Do Take Pictures and Notes
A great way to set the record straight is with pictures of the collision scene - after all, a picture is worth a thousand words, right? Keeping a disposable camera in your glove box is smart, or having a camera phone works too. And don't be shy. Take plenty of pictures and capture everything from car damage and vehicle positions to road conditions and traffic signs. These may come in handy in court or even help your insurance company keep you out of court. If nothing else, you'll be able to make one interesting scrapbook.
Do Notify Your Insurance Company
Call your insurance company as soon as possible and let them know what happened. They can help answer a lot of your questions as well as get the ball rolling on any claims that need to be filed. A quality auto insurance company should be on your side and will help you get through this tough time.
Do Leave a Note
If you're involved in a collision with a parked vehicle or someone's property but can't find the owner, make sure you leave a well attached note with your name, address, and phone number. In some states, such as California, you must then report the accident right away to the police or Highway Patrol.
The Car Accident DONTs
Don't Flee the Scene
Never leave the scene of the collision.

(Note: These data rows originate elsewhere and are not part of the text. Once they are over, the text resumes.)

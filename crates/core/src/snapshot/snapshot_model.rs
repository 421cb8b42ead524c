//! Persisted portfolio state.

use std::collections::{BTreeMap, BTreeSet};

use chrono::NaiveDate;
use rust_decimal::Decimal;
use serde::{Deserialize, Serialize};

use crate::constants::MONTH_FORMAT;

/// Index name → constituent tickers.
///
/// A set, so duplicate tickers collapse on construction and on load. Serialised
/// as an ascending JSON array.
pub type IndexSnapshot = BTreeMap<String, BTreeSet<String>>;

/// Stock symbol → percentage of fund assets.
pub type Holdings = BTreeMap<String, Decimal>;

/// Fund name → latest disclosure record.
pub type FundHoldingsSnapshot = BTreeMap<String, FundRecord>;

/// One fund's holdings as captured by a run.
#[derive(Debug, Clone, PartialEq, Serialize, Deserialize)]
pub struct FundRecord {
    /// Reporting month, `YYYY-MM`
    pub month: String,
    /// Date the holdings were captured, `YYYY-MM-DD`
    pub disclosure_date: NaiveDate,
    /// Holdings already filtered to the minimum reporting weight by the adapter
    #[serde(default)]
    pub holdings: Holdings,
}

impl FundRecord {
    /// Record holdings captured on `date`.
    pub fn captured_on(date: NaiveDate, holdings: Holdings) -> Self {
        Self {
            month: date.format(MONTH_FORMAT).to_string(),
            disclosure_date: date,
            holdings,
        }
    }
}

/// The whole persisted document: one generation of monitored state.
///
/// The current run's state replaces the previous one wholesale on save.
#[derive(Debug, Clone, Default, PartialEq, Serialize, Deserialize)]
pub struct PortfolioState {
    #[serde(default)]
    pub indexes: IndexSnapshot,
    #[serde(default)]
    pub mutual_funds: FundHoldingsSnapshot,
}

impl PortfolioState {
    pub fn new() -> Self {
        Self::default()
    }

    /// Holdings of `fund`, if the fund was captured in this state.
    pub fn fund_holdings(&self, fund: &str) -> Option<&Holdings> {
        self.mutual_funds.get(fund).map(|record| &record.holdings)
    }

    pub fn is_empty(&self) -> bool {
        self.indexes.is_empty() && self.mutual_funds.is_empty()
    }
}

Instead stop your vehicle and evaluate the situation. Otherwise you may face costly "Hit and Run" charges.
Don't Leave Your Vehicle Behind
After an accident has occurred, don't leave your car, truck, or SUV on the road or highway. If safe to do so, drive it away. If not, have it towed away. If you don't, the police or highway patrol will have it removed and impounded at your expense.

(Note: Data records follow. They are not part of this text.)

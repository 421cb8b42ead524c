//! Core error types for holdwatch.
//!
//! Only two failure families are allowed to end a run: configuration loading
//! and the snapshot store. Everything else (source fetches, enrichment,
//! notification) is degraded locally by the component that owns it.

use std::path::PathBuf;
use thiserror::Error;

/// Type alias for Result using our Error type.
pub type Result<T> = std::result::Result<T, Error>;

/// Root error type for the monitor.
#[derive(Error, Debug)]
pub enum Error {
    #[error("Configuration error: {0}")]
    Config(#[from] ConfigError),

    #[error("Snapshot store error: {0}")]
    Snapshot(#[from] SnapshotError),
}

/// Errors raised while loading or validating the monitor configuration.
#[derive(Error, Debug)]
pub enum ConfigError {
    /// The configuration file exists but could not be read.
    #[error("Failed to read configuration {path}: {message}")]
    Io { path: PathBuf, message: String },

    /// The configuration file is not valid JSON or has the wrong shape.
    #[error("Malformed configuration {path}: {message}")]
    Malformed { path: PathBuf, message: String },

    /// A `source` key that no adapter is registered for.
    #[error("Unknown source '{source_key}' for '{entity}'")]
    UnknownSource { entity: String, source_key: String },

    /// The `params` object does not match what the source kind expects.
    #[error("Invalid params for '{entity}' ({source_key}): {message}")]
    InvalidParams {
        entity: String,
        source_key: String,
        message: String,
    },

    #[error("Invalid configuration value: {0}")]
    InvalidValue(String),
}

/// Errors raised by the snapshot store.
///
/// A missing snapshot is not an error; see [`crate::snapshot::SnapshotStore::load`].
#[derive(Error, Debug)]
pub enum SnapshotError {
    /// The stored document exists but could not be read.
    #[error("Failed to read snapshot {path}: {message}")]
    ReadFailed { path: PathBuf, message: String },

    /// The stored document exists but does not parse as a portfolio state.
    #[error("Snapshot {path} is corrupt: {message}")]
    Corrupt { path: PathBuf, message: String },

    /// The new document could not be written or moved into place.
    #[error("Failed to write snapshot {path}: {message}")]
    WriteFailed { path: PathBuf, message: String },

    #[error("Failed to serialize snapshot: {0}")]
    Serialization(String),
}

/// Errors raised by notification sinks.
#[derive(Error, Debug)]
pub enum NotifyError {
    #[error("Email credentials not configured")]
    MissingCredentials,

    #[error("Invalid address '{address}': {message}")]
    InvalidAddress { address: String, message: String },

    #[error("Failed to build message: {0}")]
    Message(String),

    #[error("Authentication failed: {0}")]
    Authentication(String),

    #[error("Transport error: {0}")]
    Transport(String),
}
//! Enrichment error types.

use thiserror::Error;

#[derive(Debug, Error)]
pub enum ResolverError {
    /// No API key configured.
    #[error("Missing API key for provider {0}")]
    MissingApiKey(String),

    /// Client construction or completion request failed.
    #[error("Provider error: {0}")]
    Provider(String),

    /// The model answered with something other than a JSON object.
    #[error("Unparseable response: {0}")]
    InvalidResponse(String),
}

impl ResolverError {
    pub fn provider(msg: impl Into<String>) -> Self {
        Self::Provider(msg.into())
    }
}
//! Index constituent adapters.

mod html;
pub mod invesco;
pub mod nasdaq;
pub mod nse;
pub mod vanguard;

pub use invesco::InvescoProvider;
pub use nasdaq::NasdaqProvider;
pub use nse::NseProvider;
pub use vanguard::VanguardProvider;

pub(crate) use html::selector;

Don't Leave a Dying Animal
Never leave an injured animal to die. If you kill or injure an animal, pull over safely and do your best to locate the owner, or if you can't, notify the nearest humane society or the highway patrol. Also, never move an injured animal yourself.
Don't Admit Guilt
After the incident occurs it can be tempting to discuss the collision with the others involved. Don't! Anything you say about the collision can later be used against you when it comes to assess fault and settle damages. Simply exchange your contact information (as prescribed above) and save the accident talk for your insurance company and the police.
Don't Leave Empty Handed
Make sure you exchange information with the other people involved in the collision, including other drivers, passengers, and potential witnesses. And be thorough; some less than savory drivers may offer up bogus information. Get the driver's full name, address, driver's license number (also note the state the license was issued in), birth date, and phone number, all preferably copied from their driver's license. Equally important, get the other driver's proof of car insurance information, their policy number, license plates, and vehicle registration information.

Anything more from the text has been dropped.